Directions
All that is needed is every line of the listing below that has "eligibility".

Source records
____

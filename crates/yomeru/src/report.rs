//! Presents the results of an analysis.

use crate::{Bucket, CharacterSet, Classification, Frequencies};
use serde::Serialize;
use std::fmt;

#[derive(Debug, Clone, Copy, PartialEq, Eq)]
pub enum OutputFormat {
    Text,
    Json,
}

/// One line of the report.
#[derive(Debug, Clone, PartialEq, Serialize)]
pub struct Row {
    pub label: &'static str,
    pub count: usize,
    pub percentage: f64,
    pub kanji: String,
}

impl Row {
    fn new(label: &'static str, bucket: Bucket, kanji: &CharacterSet) -> Self {
        Self {
            label,
            count: bucket.count,
            percentage: bucket.percentage,
            kanji: kanji.to_string(),
        }
    }
}

#[derive(Debug, Clone, PartialEq, Serialize)]
pub struct Report {
    pub all: Row,
    pub known: Row,
    pub unknown: Row,
    pub unknown_in_curriculum: Row,
    pub not_in_curriculum: Row,
    pub density: f64,
}

impl Report {
    /// `text_unique` is only used for listing, the counts come from `frequencies`.
    pub fn new(
        text_unique: &CharacterSet,
        classification: &Classification,
        frequencies: &Frequencies,
    ) -> Self {
        Self {
            all: Row::new("All", frequencies.all, text_unique),
            known: Row::new("Known", frequencies.known, &classification.known),
            unknown: Row::new("Unknown", frequencies.unknown, &classification.unknown),
            unknown_in_curriculum: Row::new(
                "In curriculum",
                frequencies.unknown_in_curriculum,
                &classification.unknown_in_curriculum,
            ),
            not_in_curriculum: Row::new(
                "Not in curriculum",
                frequencies.not_in_curriculum,
                &classification.not_in_curriculum,
            ),
            density: frequencies.density,
        }
    }

    /// The (label, count, percentage) tuples in display order.
    pub fn rows(&self) -> [(&'static str, usize, f64); 5] {
        [
            &self.all,
            &self.known,
            &self.unknown,
            &self.unknown_in_curriculum,
            &self.not_in_curriculum,
        ]
        .map(|r| (r.label, r.count, r.percentage))
    }

    pub fn render(&self, format: OutputFormat) -> crate::Result<String> {
        match format {
            OutputFormat::Text => Ok(self.to_string()),
            OutputFormat::Json => Ok(serde_json::to_string_pretty(self)?),
        }
    }

    /// Lists the kanji of each non-empty class, one class per line.
    pub fn kanji_listing(&self) -> String {
        let mut listing = String::new();
        for row in [
            &self.known,
            &self.unknown_in_curriculum,
            &self.not_in_curriculum,
        ] {
            if !row.kanji.is_empty() {
                listing.push_str(&format!("{}: {}\n", row.label, row.kanji));
            }
        }
        listing
    }
}

impl fmt::Display for Report {
    fn fmt(&self, f: &mut fmt::Formatter<'_>) -> fmt::Result {
        for (idx, (label, count, percentage)) in self.rows().into_iter().enumerate() {
            // the last two rows are a breakdown of the unknown kanji
            let indent = if idx >= 3 { "   " } else { "" };
            writeln!(f, "{indent}{label}: {count}\t{percentage:.1}%")?;
        }
        writeln!(f, "Kanji percent in texts: {:.1}%", self.density)
    }
}

#[cfg(test)]
mod test {
    use super::*;
    use crate::Extraction;

    fn report(curriculum: &str, known: &str, text: &str) -> Report {
        let extraction = Extraction::from_lines([text]);
        let text_unique = CharacterSet::dedup(&extraction.kanji);
        let classification = Classification::classify(
            &CharacterSet::from(curriculum),
            &CharacterSet::from(known),
            &text_unique,
        );
        let frequencies = Frequencies::score(&classification, &extraction);
        Report::new(&text_unique, &classification, &frequencies)
    }

    #[test]
    fn renders_text() {
        let report = report("木水火", "木", "木木水山");
        let text = report.render(OutputFormat::Text).unwrap();
        assert_eq!(
            text,
            "All: 3\t100.0%\n\
             Known: 1\t50.0%\n\
             Unknown: 2\t50.0%\n   \
             In curriculum: 1\t25.0%\n   \
             Not in curriculum: 1\t25.0%\n\
             Kanji percent in texts: 100.0%\n"
        );
    }

    #[test]
    fn renders_json() {
        let report = report("木水火", "木", "木木水山です");
        let json = report.render(OutputFormat::Json).unwrap();
        let value: serde_json::Value = serde_json::from_str(&json).unwrap();
        assert_eq!(value["known"]["count"], 1);
        assert_eq!(value["known"]["kanji"], "木");
        assert_eq!(value["not_in_curriculum"]["kanji"], "山");
        assert_eq!(value["unknown"]["percentage"], 50.0);
        assert!((value["density"].as_f64().unwrap() - 4.0 / 6.0 * 100.0).abs() < 1e-9);
    }

    #[test]
    fn rows_are_in_display_order() {
        let labels = report("", "", "").rows().map(|r| r.0);
        assert_eq!(
            labels,
            ["All", "Known", "Unknown", "In curriculum", "Not in curriculum"]
        );
    }

    #[test]
    fn lists_non_empty_classes() {
        let listing = report("木水火", "木", "木水").kanji_listing();
        assert_eq!(listing, "Known: 木\nIn curriculum: 水\n");
    }
}
//! Extracts kanji from text.

use crate::{error::Error, is_kanji, CharacterSequence};
use std::{
    fs::File,
    io::{self, BufRead, BufReader},
    path::Path,
};

/// The kanji found in some text along with the amount of characters scanned.
#[derive(Debug, Clone, Default, PartialEq, Eq)]
pub struct Extraction {
    /// Every kanji in order of appearance.
    pub kanji: CharacterSequence,
    /// Every character scanned, kanji or not. Line terminators are not counted.
    pub total_chars: usize,
}

impl Extraction {
    pub fn push_line(&mut self, line: &str) {
        for c in line.chars() {
            self.total_chars += 1;
            if is_kanji(c) {
                self.kanji.push(c);
            }
        }
    }

    pub fn from_lines<I, S>(lines: I) -> Self
    where
        I: IntoIterator<Item = S>,
        S: AsRef<str>,
    {
        let mut extraction = Self::default();
        for line in lines {
            extraction.push_line(line.as_ref());
        }
        extraction
    }

    /// Invalid UTF-8 is counted as replacement characters instead of failing.
    pub fn from_reader<R: BufRead>(mut reader: R) -> io::Result<Self> {
        let mut extraction = Self::default();
        let mut buf = vec![];
        loop {
            buf.clear();
            if reader.read_until(b'\n', &mut buf)? == 0 {
                break;
            }
            let line = buf
                .strip_suffix(b"\n")
                .map(|l| l.strip_suffix(b"\r").unwrap_or(l))
                .unwrap_or(&buf[..]);
            extraction.push_line(&String::from_utf8_lossy(line));
        }
        Ok(extraction)
    }

    /// Appends the results of another extraction, e.g. from the next file.
    pub fn extend(&mut self, other: Extraction) {
        self.kanji.append(other.kanji);
        self.total_chars += other.total_chars;
    }

    /// The percentage of scanned characters that are kanji.
    pub fn density(&self) -> f64 {
        if self.total_chars == 0 {
            return 0.0;
        }
        self.kanji.len() as f64 / self.total_chars as f64 * 100.0
    }
}

/// Extracts the kanji of a single file.
pub fn read_file(path: &Path) -> crate::Result<Extraction> {
    let file = File::open(path).map_err(|e| Error::input_unavailable(path, e))?;
    Extraction::from_reader(BufReader::new(file)).map_err(|e| Error::input_unavailable(path, e))
}

/// Extracts the kanji of all the files, in order, as if they were one text.
pub fn read_files<P: AsRef<Path>>(paths: &[P]) -> crate::Result<Extraction> {
    let mut extraction = Extraction::default();
    for path in paths {
        let path = path.as_ref();
        tracing::info!("Reading {}", path.display());
        let file_extraction = read_file(path)?;
        tracing::debug!(
            "{} kanji in {} characters",
            file_extraction.kanji.len(),
            file_extraction.total_chars
        );
        extraction.extend(file_extraction);
    }
    Ok(extraction)
}
/* This Source Code Form is subject to the terms of the Mozilla Public
 * License, v. 2.0. If a copy of the MPL was not distributed with this
 * file, You can obtain one at https://mozilla.org/MPL/2.0/. */

//! Page → coordinator message path.
//!
//! Requests leave the page as JSON so nothing but bytes crosses the context
//! boundary. Each one carries a oneshot for the reply; pages that do not
//! care about the reply simply drop the receiver.

use std::time::Instant;

use splitlink_core::protocol::{self, ProtocolError};
use splitlink_core::{CoordinatorReply, InterceptorRequest, PageContextId};
use tokio::sync::{mpsc, oneshot};

pub type PageRequestReceiver = mpsc::UnboundedReceiver<PageEnvelope>;

#[derive(Debug)]
pub struct PageEnvelope {
    pub source: PageContextId,
    pub payload: String,
    pub sent_at: Instant,
    pub reply: oneshot::Sender<CoordinatorReply>,
}

#[derive(Debug, Clone, PartialEq, Eq)]
pub enum LinkError {
    Encode(ProtocolError),
    /// The coordinator side has gone away.
    Disconnected,
}

impl std::fmt::Display for LinkError {
    fn fmt(&self, f: &mut std::fmt::Formatter<'_>) -> std::fmt::Result {
        match self {
            Self::Encode(e) => write!(f, "{e}"),
            Self::Disconnected => write!(f, "coordinator link disconnected"),
        }
    }
}

impl std::error::Error for LinkError {}

/// Sending half handed to every installed interceptor.
#[derive(Debug, Clone)]
pub struct CoordinatorLink {
    tx: mpsc::UnboundedSender<PageEnvelope>,
}

impl CoordinatorLink {
    pub fn channel() -> (Self, PageRequestReceiver) {
        let (tx, rx) = mpsc::unbounded_channel();
        (Self { tx }, rx)
    }

    pub fn send(
        &self,
        source: PageContextId,
        request: &InterceptorRequest,
    ) -> Result<oneshot::Receiver<CoordinatorReply>, LinkError> {
        let payload = protocol::encode(request).map_err(LinkError::Encode)?;
        self.send_raw(source, payload)
    }

    /// Send an already-encoded payload. The coordinator validates it.
    pub fn send_raw(
        &self,
        source: PageContextId,
        payload: String,
    ) -> Result<oneshot::Receiver<CoordinatorReply>, LinkError> {
        let (reply, reply_rx) = oneshot::channel();
        self.tx
            .send(PageEnvelope {
                source,
                payload,
                sent_at: Instant::now(),
                reply,
            })
            .map_err(|_| LinkError::Disconnected)?;
        Ok(reply_rx)
    }
}
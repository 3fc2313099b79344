/* This Source Code Form is subject to the terms of the Mozilla Public
 * License, v. 2.0. If a copy of the MPL was not distributed with this
 * file, You can obtain one at https://mozilla.org/MPL/2.0/. */

//! Page-side navigation interceptor.
//!
//! One [`NavigationInterceptor`] lives in each page context that the host
//! installed it into. It captures user-initiated navigation in two phases:
//!
//! 1. On pointer-down / mouse-down it resolves the nearest link and, if the
//!    gesture is eligible, records a [`PendingNavigation`] and stops the
//!    press from reaching page handlers. The default action is left alone.
//! 2. On click it consumes a fresh pending entry (or re-evaluates the click
//!    itself), prevents the default action and asks the coordinator to open
//!    the URL in the other pane.
//!
//! Single-page apps that route from their own press handlers are caught by
//! the history wrapper: a same-origin route change issued while a pending
//! entry is still fresh is redirected instead of applied. That correlation
//! is a timing heuristic and can misfire on very slow or very fast routers.

pub mod dom;
pub mod eligibility;
pub mod history;
pub mod pending;

use std::sync::{Arc, Weak};

use log::{debug, warn};
use parking_lot::Mutex;
use splitlink_core::protocol::{self, ProtocolError};
use splitlink_core::{
    CoordinatorMessage, CoordinatorReply, InterceptorReply, InterceptorRequest, PageContextId,
};
use tokio::sync::oneshot;
use url::Url;

use crate::prefs::InterceptorPrefs;
use crate::shell::runtime::diagnostics::{self, DiagnosticEvent, emit_event};
use crate::shell::runtime::link::CoordinatorLink;

use self::dom::{Document, DomEvent, EventFlow, EventKind};
use self::eligibility::{InterceptDecision, should_intercept};
use self::history::{
    HistoryCall, HistoryPatchError, HistoryPatchGuard, HistorySurface, HistoryVerdict,
    HistoryWrapper,
};
use self::pending::{PendingNavigation, PendingSlot};

fn emit_sent(channel_id: &'static str, byte_len: usize) {
    emit_event(DiagnosticEvent::MessageSent {
        channel_id,
        byte_len,
    });
}

struct InterceptorCore {
    page: PageContextId,
    enabled: bool,
    history_interception_enabled: bool,
    prefs: InterceptorPrefs,
    pending: PendingSlot,
    link: CoordinatorLink,
    /// Bumped on every coordinator push; lets the install-time query detect
    /// that a newer state already arrived.
    state_epoch: u64,
}

impl InterceptorCore {
    fn arm(&mut self, enabled: bool) {
        self.enabled = enabled;
        self.history_interception_enabled = enabled && self.prefs.history_interception;
        if !enabled {
            self.pending.clear();
        }
    }

    fn on_press(&mut self, document: &Document, event: &DomEvent, flow: &mut EventFlow) {
        let link = document.closest_link(event.target);
        match should_intercept(self.enabled, link.as_ref(), event.button, event.modifiers) {
            InterceptDecision::Intercept(url) => {
                flow.stop_immediate_propagation();
                let origin = link.map_or(event.target, |link| link.node);
                // pointerdown and mousedown of one press must not undo a
                // history redirect made between them.
                let settled = self
                    .pending
                    .fresh_mut(event.time_stamp)
                    .is_some_and(|pending| pending.settled_by_history && pending.url == url);
                emit_sent(diagnostics::CHANNEL_PENDING_RECORDED, url.as_str().len());
                let mut pending = PendingNavigation::new(url, event.time_stamp, origin);
                pending.settled_by_history = settled;
                self.pending.record(pending);
            }
            InterceptDecision::Decline(reason) => {
                if self.pending.peek().is_some() {
                    debug!("interceptor: {} press declined ({reason:?}); clearing pending", self.page);
                }
                self.pending.clear();
            }
        }
    }

    fn on_click(&mut self, document: &Document, event: &DomEvent, flow: &mut EventFlow) {
        if let Some(stale) = self.pending.discard_if_stale(event.time_stamp) {
            debug!(
                "interceptor: {} discarding stale pending {} ({:?} old)",
                self.page,
                stale.url,
                stale.age(event.time_stamp)
            );
            emit_sent(diagnostics::CHANNEL_PENDING_STALE, stale.url.as_str().len());
        }

        if let Some(pending) = self.pending.take_fresh(event.time_stamp) {
            if pending.settled_by_history {
                flow.prevent_default();
                flow.stop_propagation();
                emit_sent(
                    diagnostics::CHANNEL_CLICK_SETTLED_BY_HISTORY,
                    pending.url.as_str().len(),
                );
                return;
            }
            if self.request_open(&pending.url) {
                flow.prevent_default();
                flow.stop_propagation();
                emit_sent(diagnostics::CHANNEL_CLICK_REDIRECTED, pending.url.as_str().len());
            }
            return;
        }

        let link = document.closest_link(event.target);
        if let InterceptDecision::Intercept(url) =
            should_intercept(self.enabled, link.as_ref(), event.button, event.modifiers)
            && self.request_open(&url)
        {
            flow.prevent_default();
            flow.stop_propagation();
            emit_sent(diagnostics::CHANNEL_CLICK_FALLBACK_REDIRECTED, url.as_str().len());
        }
    }

    fn on_history_call(&mut self, call: &HistoryCall) -> HistoryVerdict {
        if !self.enabled || !self.history_interception_enabled {
            return HistoryVerdict::Proceed;
        }
        if !call.is_same_origin_route_change() {
            return HistoryVerdict::Proceed;
        }
        let settled = match self.pending.fresh_mut(call.issued_at) {
            Some(pending) => pending.settled_by_history,
            None => return HistoryVerdict::Proceed,
        };
        if settled {
            debug!(
                "interceptor: {} suppressing repeat {} to {}",
                self.page,
                call.method.name(),
                call.target
            );
            return HistoryVerdict::Suppress;
        }
        if !self.request_open(&call.target) {
            return HistoryVerdict::Proceed;
        }
        if let Some(pending) = self.pending.fresh_mut(call.issued_at) {
            pending.settled_by_history = true;
        }
        emit_sent(diagnostics::CHANNEL_HISTORY_REDIRECTED, call.target.as_str().len());
        HistoryVerdict::Redirect
    }

    /// Fire-and-forget OPEN_IN_OTHER_SPLIT. False when nothing was sent.
    fn request_open(&self, url: &Url) -> bool {
        let request = InterceptorRequest::OpenInOtherSplit {
            url: url.to_string(),
        };
        match self.link.send(self.page, &request) {
            Ok(_reply) => {
                debug!("interceptor: {} requested {url} in other split", self.page);
                true
            }
            Err(e) => {
                warn!("interceptor: {} could not request {url}: {e}", self.page);
                emit_sent(diagnostics::CHANNEL_REQUEST_SEND_FAILED, url.as_str().len());
                false
            }
        }
    }
}

struct HistoryRedirect {
    core: Weak<Mutex<InterceptorCore>>,
}

impl HistoryWrapper for HistoryRedirect {
    fn intercept(&self, call: &HistoryCall) -> HistoryVerdict {
        match self.core.upgrade() {
            Some(core) => core.lock().on_history_call(call),
            None => HistoryVerdict::Proceed,
        }
    }
}

/// Installed interceptor for one page context. Dropping it releases the
/// history patch.
pub struct NavigationInterceptor {
    core: Arc<Mutex<InterceptorCore>>,
    _history_patch: HistoryPatchGuard,
}

impl std::fmt::Debug for NavigationInterceptor {
    fn fmt(&self, f: &mut std::fmt::Formatter<'_>) -> std::fmt::Result {
        let core = self.core.lock();
        f.debug_struct("NavigationInterceptor")
            .field("page", &core.page)
            .field("enabled", &core.enabled)
            .field("history_interception_enabled", &core.history_interception_enabled)
            .finish()
    }
}

impl NavigationInterceptor {
    /// Patch `history`, then ask the coordinator for the current state.
    ///
    /// The returned [`InitialStateSync`] must be driven for that answer to
    /// take effect; until then the interceptor stays disabled.
    pub fn install(
        page: PageContextId,
        history: &HistorySurface,
        link: CoordinatorLink,
        prefs: InterceptorPrefs,
    ) -> Result<(Self, InitialStateSync), HistoryPatchError> {
        let core = Arc::new(Mutex::new(InterceptorCore {
            page,
            enabled: false,
            history_interception_enabled: false,
            prefs,
            pending: PendingSlot::default(),
            link,
            state_epoch: 0,
        }));
        let history_patch = history.patch(Arc::new(HistoryRedirect {
            core: Arc::downgrade(&core),
        }))?;

        let reply = {
            let core = core.lock();
            match core.link.send(page, &InterceptorRequest::CheckEnabled) {
                Ok(reply) => Some(reply),
                Err(e) => {
                    warn!("interceptor: {page} initial state check failed: {e}");
                    None
                }
            }
        };

        let sync = InitialStateSync {
            core: Arc::downgrade(&core),
            page,
            epoch: 0,
            reply,
        };
        Ok((
            Self {
                core,
                _history_patch: history_patch,
            },
            sync,
        ))
    }

    pub fn page(&self) -> PageContextId {
        self.core.lock().page
    }

    pub fn is_enabled(&self) -> bool {
        self.core.lock().enabled
    }

    pub fn history_interception_enabled(&self) -> bool {
        self.core.lock().history_interception_enabled
    }

    pub fn pending(&self) -> Option<PendingNavigation> {
        self.core.lock().pending.peek().cloned()
    }

    /// Capture-phase entry point for pointer and click events.
    pub fn handle_event(&self, document: &Document, event: &DomEvent, flow: &mut EventFlow) {
        let mut core = self.core.lock();
        match event.kind {
            EventKind::PointerDown | EventKind::MouseDown => core.on_press(document, event, flow),
            EventKind::Click => core.on_click(document, event, flow),
        }
    }

    pub fn apply(&self, message: CoordinatorMessage) -> InterceptorReply {
        let mut core = self.core.lock();
        match message {
            CoordinatorMessage::UpdateState { enabled } => {
                core.state_epoch += 1;
                core.arm(enabled);
                debug!("interceptor: {} enabled={enabled}", core.page);
            }
        }
        InterceptorReply::ACK
    }

    /// JSON in, JSON reply out.
    pub fn handle_message(&self, raw: &str) -> Result<String, ProtocolError> {
        let message: CoordinatorMessage = protocol::decode(raw)?;
        protocol::encode(&self.apply(message))
    }
}

/// Pending reply to the install-time CHECK_ENABLED query.
#[must_use = "the interceptor stays disabled until the initial state is applied"]
pub struct InitialStateSync {
    core: Weak<Mutex<InterceptorCore>>,
    page: PageContextId,
    epoch: u64,
    reply: Option<oneshot::Receiver<CoordinatorReply>>,
}

impl InitialStateSync {
    pub async fn run(self) {
        let Some(reply) = self.reply else {
            return;
        };
        match reply.await {
            Ok(CoordinatorReply::Enabled { enabled }) => {
                let Some(core) = self.core.upgrade() else {
                    return;
                };
                let mut core = core.lock();
                if core.state_epoch != self.epoch {
                    debug!("interceptor: {} newer state already applied", self.page);
                } else if enabled {
                    core.arm(true);
                }
            }
            Ok(other) => {
                warn!("interceptor: {} unexpected CHECK_ENABLED reply {other:?}", self.page);
            }
            Err(_) => debug!("interceptor: {} CHECK_ENABLED went unanswered", self.page),
        }
    }
}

____

Solution to the problem
pub mod eligibility;
use self::eligibility::{InterceptDecision, should_intercept};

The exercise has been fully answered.